Fifth, there is an undeniable thrill associated with seeing with one’s own eyes the incredible commitment and giftedness of our missionaries. When I was a child, missionaries were heroes in my eyes. I never ceased to be amazed that these people would leave home and family to invest their lives in dark and often hard places. My childish awe has grown to an adult exclamation of “ahh.” I now am privileged to walk beside them on the field and hold deep friendships with many of them. I am still astonished by their commitment and remarkable ability to penetrate darkness with the Gospel. Our teams bore testimony of the unique privilege to see firsthand the effects of the Cooperative Program and Lottie Moon Christmas Offering at work through our missionaries. They are there because we give. If you ever go on a mission trip, you will never see the Cooperative Program and mission offerings through the same eyes. Suddenly, those gifts become very personal. Never again will you hear with calloused indifference the arguments on why to cut mission giving. You will be a champion for giving.

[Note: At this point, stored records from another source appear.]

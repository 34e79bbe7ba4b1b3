//! End-to-end engine runs: boot, append, outputs, counters, the mailbox
//! protocol and the logs cursor happy path.

use std::sync::Arc;
use std::time::{Duration, Instant};

use qavm::common::{Bytes, Hash, U256};
use qavm::core::{Core, MessageStatus};
use qavm::messages::{sequencer_item_acc, InboxItem};
use qavm::value::{Tuple, Value, ValueCache};
use qavm_tools::{script_executable, script_message, ScriptInterp, TestDb};

fn start_core(name: &str) -> (TestDb, Arc<Core>) {
    let _ = env_logger::builder().is_test(true).try_init();
    let db = TestDb::open(name);
    let core =
        Core::new(db.storage.clone(), Arc::new(ScriptInterp), 1).unwrap();
    core.initialize(script_executable()).unwrap();
    core.start_thread();
    (db, core)
}

fn deliver(
    core: &Arc<Core>, items: Vec<InboxItem>, prev_acc: Hash,
    reorg: Option<U256>,
) -> MessageStatus {
    assert!(core.deliver_messages(items, prev_acc, true, reorg));
    let deadline = Instant::now() + Duration::from_secs(10);
    loop {
        let status = core.messages_status();
        if status != MessageStatus::Ready {
            return status
        }
        assert!(Instant::now() < deadline, "mailbox never drained");
        std::thread::sleep(Duration::from_millis(2));
    }
}

fn wait_idle(core: &Arc<Core>) {
    let deadline = Instant::now() + Duration::from_secs(10);
    while !core.machine_idle() {
        assert!(Instant::now() < deadline, "machine never went idle");
        std::thread::sleep(Duration::from_millis(2));
    }
}

fn log_entry(count: u64, op: u64, block: u64) -> Value {
    Value::Tuple(Tuple::new(vec![
        Value::Int(count.into()),
        Value::Int(op.into()),
        Value::Int(block.into()),
    ]))
}

#[test]
fn fresh_init_reaches_idle_with_genesis_checkpoint() {
    let (_db, core) = start_core("core-fresh-init");
    wait_idle(&core);

    assert!(core.initialized());
    assert!(!core.is_checkpoints_empty().unwrap());
    assert_eq!(core.max_checkpoint_gas().unwrap(), U256::zero());
    assert_eq!(core.log_inserted_count().unwrap(), U256::zero());
    assert_eq!(core.send_inserted_count().unwrap(), U256::zero());
    assert_eq!(core.message_entry_inserted_count().unwrap(), U256::zero());
    assert_eq!(core.machine_messages_read(), U256::zero());
    core.abort_thread();
}

#[test]
fn happy_append_produces_logs_sends_and_a_checkpoint() {
    let (_db, core) = start_core("core-happy-append");
    let m1 = script_message(1, "L");
    let m2 = script_message(1, "S");
    let m3 = script_message(1, "LB");
    let items = vec![
        InboxItem::Sequencer(m1.clone()),
        InboxItem::Sequencer(m2.clone()),
        InboxItem::Sequencer(m3.clone()),
    ];
    assert_eq!(
        deliver(&core, items, Hash::zero().clone(), None),
        MessageStatus::Success
    );
    wait_idle(&core);

    let mut cache = ValueCache::new(1, 0);
    assert_eq!(core.log_inserted_count().unwrap(), 2u64.into());
    assert_eq!(
        core.get_logs(U256::zero(), 2u64.into(), &mut cache).unwrap(),
        vec![log_entry(0, 0, 1), log_entry(2, 0, 1)]
    );
    assert_eq!(core.send_inserted_count().unwrap(), 1u64.into());
    assert_eq!(
        core.get_sends(U256::zero(), 1u64.into()).unwrap(),
        vec![m2.clone()]
    );
    assert_eq!(core.message_entry_inserted_count().unwrap(), 3u64.into());
    assert_eq!(core.machine_messages_read(), 3u64.into());
    assert_eq!(core.max_checkpoint_gas().unwrap(), 90u64.into());

    // Stored accumulators equal the recomputed chain
    let a0 = sequencer_item_acc(Hash::zero(), &m1);
    let a1 = sequencer_item_acc(&a0, &m2);
    let a2 = sequencer_item_acc(&a1, &m3);
    assert_eq!(core.get_inbox_acc(U256::zero()).unwrap(), a0);
    assert_eq!(
        core.get_inbox_acc_pair(1u64.into(), 2u64.into()).unwrap(),
        (a1.clone(), a2)
    );
    assert_eq!(
        core.get_messages(U256::zero(), 3u64.into()).unwrap(),
        vec![m1, m2, m3]
    );

    // The pre-sideload machine is served from the cache
    let machine = core
        .get_machine_for_sideload(&1u64.into(), &mut cache)
        .unwrap();
    assert_eq!(machine.output().last_sideload, Some(1u64.into()));
    assert_eq!(machine.output().arb_gas_used, 90u64.into());
    core.abort_thread();
}

#[test]
fn delayed_messages_fill_one_slot_each() {
    let (_db, core) = start_core("core-delayed");
    let m0 = script_message(1, "LB");
    let d0 = script_message(2, "L");
    let d1 = script_message(2, "S");
    let m3 = script_message(2, "B");
    let items = vec![
        InboxItem::Sequencer(m0.clone()),
        InboxItem::Delayed(vec![d0.clone(), d1.clone()]),
        InboxItem::Sequencer(m3.clone()),
    ];
    assert_eq!(
        deliver(&core, items, Hash::zero().clone(), None),
        MessageStatus::Success
    );
    wait_idle(&core);

    assert_eq!(core.message_entry_inserted_count().unwrap(), 4u64.into());
    assert_eq!(
        core.get_messages(U256::zero(), 4u64.into()).unwrap(),
        vec![m0, d0, d1.clone(), m3]
    );

    // Both messages of the delayed run share the item's accumulator
    let (acc1, acc2) =
        core.get_inbox_acc_pair(1u64.into(), 2u64.into()).unwrap();
    assert_eq!(acc1, acc2);
    assert_ne!(acc1, core.get_inbox_acc(U256::zero()).unwrap());

    let mut cache = ValueCache::new(1, 0);
    assert_eq!(
        core.get_logs(U256::zero(), 10u64.into(), &mut cache).unwrap(),
        vec![log_entry(0, 0, 1), log_entry(1, 0, 2)]
    );
    assert_eq!(
        core.get_sends(U256::zero(), 1u64.into()).unwrap(),
        vec![d1]
    );
    assert_eq!(core.max_checkpoint_gas().unwrap(), 110u64.into());
    assert_eq!(core.machine_messages_read(), 4u64.into());
    core.abort_thread();
}

#[test]
fn trigger_save_checkpoint_persists_the_current_state() {
    let (_db, core) = start_core("core-trigger-checkpoint");
    assert_eq!(
        deliver(
            &core,
            vec![InboxItem::Sequencer(script_message(1, "L"))],
            Hash::zero().clone(),
            None,
        ),
        MessageStatus::Success
    );
    wait_idle(&core);

    // No sideload boundary, so no checkpoint beyond genesis yet
    assert_eq!(core.max_checkpoint_gas().unwrap(), U256::zero());
    core.trigger_save_checkpoint().unwrap();
    assert_eq!(core.max_checkpoint_gas().unwrap(), 30u64.into());
    core.abort_thread();
}

#[test]
fn halted_machine_goes_idle_and_stays_there() {
    let (_db, core) = start_core("core-halt");
    assert_eq!(
        deliver(
            &core,
            vec![InboxItem::Sequencer(script_message(1, "H"))],
            Hash::zero().clone(),
            None,
        ),
        MessageStatus::Success
    );
    wait_idle(&core);
    assert_eq!(core.machine_messages_read(), 1u64.into());

    // More messages still append to the log, but the machine is done
    let prev = core.get_inbox_acc(U256::zero()).unwrap();
    assert_eq!(
        deliver(
            &core,
            vec![InboxItem::Sequencer(script_message(2, "L"))],
            prev,
            None,
        ),
        MessageStatus::Success
    );
    wait_idle(&core);
    assert_eq!(core.message_entry_inserted_count().unwrap(), 2u64.into());
    assert_eq!(core.machine_messages_read(), 1u64.into());
    assert_eq!(core.log_inserted_count().unwrap(), U256::zero());
    core.abort_thread();
}

#[test]
fn reads_past_the_tail() {
    let (_db, core) = start_core("core-boundaries");
    wait_idle(&core);

    let mut cache = ValueCache::new(1, 0);
    assert!(core
        .get_logs(100u64.into(), 5u64.into(), &mut cache)
        .unwrap()
        .is_empty());
    assert!(core
        .get_logs(U256::zero(), U256::zero(), &mut cache)
        .unwrap()
        .is_empty());
    assert!(core
        .get_sends(100u64.into(), 5u64.into())
        .unwrap_err()
        .is_not_found());
    assert!(core.get_inbox_acc(U256::zero()).unwrap_err().is_not_found());
    core.abort_thread();
}

#[test]
fn unknown_previous_accumulator_needs_older_messages() {
    let (_db, core) = start_core("core-need-older");
    assert_eq!(
        deliver(
            &core,
            vec![InboxItem::Sequencer(script_message(1, "L"))],
            Hash::hash(b"nobody chained from this"),
            None,
        ),
        MessageStatus::NeedOlder
    );
    assert_eq!(core.messages_clear_error(), String::new());

    // A correctly chained batch is accepted afterwards
    assert_eq!(
        deliver(
            &core,
            vec![InboxItem::Sequencer(script_message(1, "L"))],
            Hash::zero().clone(),
            None,
        ),
        MessageStatus::Success
    );
    wait_idle(&core);
    assert_eq!(core.message_entry_inserted_count().unwrap(), 1u64.into());
    core.abort_thread();
}

#[test]
fn mailbox_slot_accepts_one_batch_at_a_time() {
    let (_db, core) = start_core("core-mailbox");
    let msg = Bytes::from(&b"unused"[..]);
    assert!(core.deliver_messages(
        vec![InboxItem::Sequencer(script_message(1, "L"))],
        Hash::zero().clone(),
        true,
        None,
    ));
    // Slot is occupied until the executor reports back
    assert!(!core.deliver_messages(
        vec![InboxItem::Sequencer(msg)],
        Hash::zero().clone(),
        true,
        None,
    ));
    core.abort_thread();
}

#[test]
fn output_digests_and_direct_machine_load() {
    let (_db, core) = start_core("core-digests");
    let items = (1..=5u64)
        .map(|block| InboxItem::Sequencer(script_message(block, "LSB")))
        .collect();
    assert_eq!(
        deliver(&core, items, Hash::zero().clone(), None),
        MessageStatus::Success
    );
    wait_idle(&core);
    assert_eq!(core.log_inserted_count().unwrap(), 5u64.into());
    assert_eq!(core.send_inserted_count().unwrap(), 5u64.into());

    // The log digest equals the chain recomputed over the fetched range
    let mut cache = ValueCache::new(1, 0);
    let logs = core
        .get_logs(U256::zero(), 5u64.into(), &mut cache)
        .unwrap();
    let mut expected = Hash::zero().clone();
    for log in &logs {
        expected = expected.chain(&log.hash());
    }
    assert_eq!(
        core.get_log_acc(
            Hash::zero().clone(),
            U256::zero(),
            5u64.into(),
            &mut cache,
        )
        .unwrap(),
        expected
    );

    // Digests compose: a partial digest extends to the full one
    let head = core
        .get_log_acc(
            Hash::zero().clone(),
            U256::zero(),
            2u64.into(),
            &mut cache,
        )
        .unwrap();
    assert_eq!(
        core.get_log_acc(head, 2u64.into(), 3u64.into(), &mut cache)
            .unwrap(),
        expected
    );

    // Same law for sends
    let sends = core.get_sends(U256::zero(), 5u64.into()).unwrap();
    let mut expected = Hash::zero().clone();
    for send in &sends {
        expected = expected.chain(&Hash::hash(send));
    }
    assert_eq!(
        core.get_send_acc(Hash::zero().clone(), U256::zero(), 5u64.into())
            .unwrap(),
        expected
    );
    let head = core
        .get_send_acc(Hash::zero().clone(), U256::zero(), 3u64.into())
        .unwrap();
    assert_eq!(
        core.get_send_acc(head, 3u64.into(), 2u64.into()).unwrap(),
        expected
    );

    // A machine loads directly from a checkpoint key (40 gas per message,
    // one checkpoint per block boundary)
    let machine = core.get_machine_at(&80u64.into(), &mut cache).unwrap();
    assert_eq!(machine.output().arb_gas_used, 80u64.into());
    assert_eq!(
        machine.output().fully_processed_inbox.count,
        2u64.into()
    );
    assert_eq!(machine.output().last_sideload, Some(2u64.into()));

    // The key is exact; off-checkpoint gas is not found
    assert!(core
        .get_machine_at(&81u64.into(), &mut cache)
        .unwrap_err()
        .is_not_found());
    core.abort_thread();
}

#[test]
fn logs_cursor_streams_new_logs() {
    let (_db, core) = start_core("core-logs-cursor");
    assert!(core.logs_cursor_request(0, 10u64.into()));
    assert!(!core.logs_cursor_request(0, 10u64.into()));

    assert_eq!(
        deliver(
            &core,
            vec![InboxItem::Sequencer(script_message(1, "LLB"))],
            Hash::zero().clone(),
            None,
        ),
        MessageStatus::Success
    );
    wait_idle(&core);

    let deadline = Instant::now() + Duration::from_secs(10);
    let delivery = loop {
        if let Some(delivery) = core.logs_cursor_get_logs(0).unwrap() {
            break delivery
        }
        assert!(Instant::now() < deadline, "cursor never became ready");
        std::thread::sleep(Duration::from_millis(2));
    };
    assert_eq!(delivery.first_log_index, U256::zero());
    assert_eq!(delivery.logs, vec![log_entry(0, 0, 1), log_entry(0, 1, 1)]);
    assert!(delivery.deleted_logs.is_empty());

    assert!(core.logs_cursor_confirm_received(0));
    assert_eq!(core.logs_cursor_position(0).unwrap(), 2u64.into());
    assert!(!core.logs_cursor_check_error(0));
    core.abort_thread();
}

Our Mission Advance Team has talked extensively about developing ways to engage every Oklahoma Baptist church, large and small, in mission involvement. Many of our churches and associations are already deeply involved in hands-on mission efforts, both at home and abroad. We have a deep desire to see that number grow exponentially. Mission participation will transform churches and church members. But most of all, it will transform those who have never heard.

Anthony L. Jordan is executive director-treasurer of the Baptist General Convention of Oklahoma.